REQUIREMENT: Where does the word "impl" occur in the entries below? Copy every line that has it.

SUPPLIED INFORMATION:
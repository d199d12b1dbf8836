use crate::core_types::{Jumper, SeriesJump, SeriesResult, Wind};
use std::collections::HashMap;

/// Everything a gate policy may look at before the next jump.
#[derive(Debug, Clone, Copy)]
pub struct GateState<'a> {
    pub series_index: usize,
    pub jump_index: usize,
    pub start_gate: i32,
    pub current_series: &'a [SeriesJump],
    pub previous_series: &'a [SeriesResult],
    pub next_jumper: &'a Jumper,
    pub wind: Wind,
}

/// Returns the gate delta relative to the series' start gate.
/// The event runner clamps the answer to its configured limit.
pub trait GatePolicy {
    fn get_gate(&mut self, state: &GateState) -> i32;
}

#[derive(Debug, Clone, Copy, Default)]
pub struct ConstantGatePolicy(pub i32);

impl GatePolicy for ConstantGatePolicy {
    fn get_gate(&mut self, _state: &GateState) -> i32 {
        self.0
    }
}

/// Manual overrides keyed by `(series_index, jump_index)`.
#[derive(Debug, Clone, Default)]
pub struct ScriptedGatePolicy {
    pub overrides: HashMap<(usize, usize), i32>,
    pub fallback: i32,
}

impl ScriptedGatePolicy {
    pub fn with_override(mut self, series_index: usize, jump_index: usize, delta: i32) -> Self {
        self.overrides.insert((series_index, jump_index), delta);
        self
    }
}

impl GatePolicy for ScriptedGatePolicy {
    fn get_gate(&mut self, state: &GateState) -> i32 {
        self.overrides
            .get(&(state.series_index, state.jump_index))
            .copied()
            .unwrap_or(self.fallback)
    }
}

/// Lowers the bar one step for the rest of a series once any jump in it
/// reached `threshold` meters.
#[derive(Debug, Clone, Copy)]
pub struct SafetyGatePolicy {
    pub threshold: f64,
}

impl SafetyGatePolicy {
    pub fn new(real_hs: f64, hs_ratio: f64) -> Self {
        Self {
            threshold: real_hs * hs_ratio,
        }
    }
}

impl GatePolicy for SafetyGatePolicy {
    fn get_gate(&mut self, state: &GateState) -> i32 {
        let reached = state
            .current_series
            .iter()
            .any(|j| j.result.distance >= self.threshold);
        if reached {
            -1
        } else {
            0
        }
    }
}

ANSWER SPACE:
impl GatePolicy for ConstantGatePolicy {
impl ScriptedGatePolicy {
impl GatePolicy for ScriptedGatePolicy {
impl SafetyGatePolicy {
impl GatePolicy for SafetyGatePolicy {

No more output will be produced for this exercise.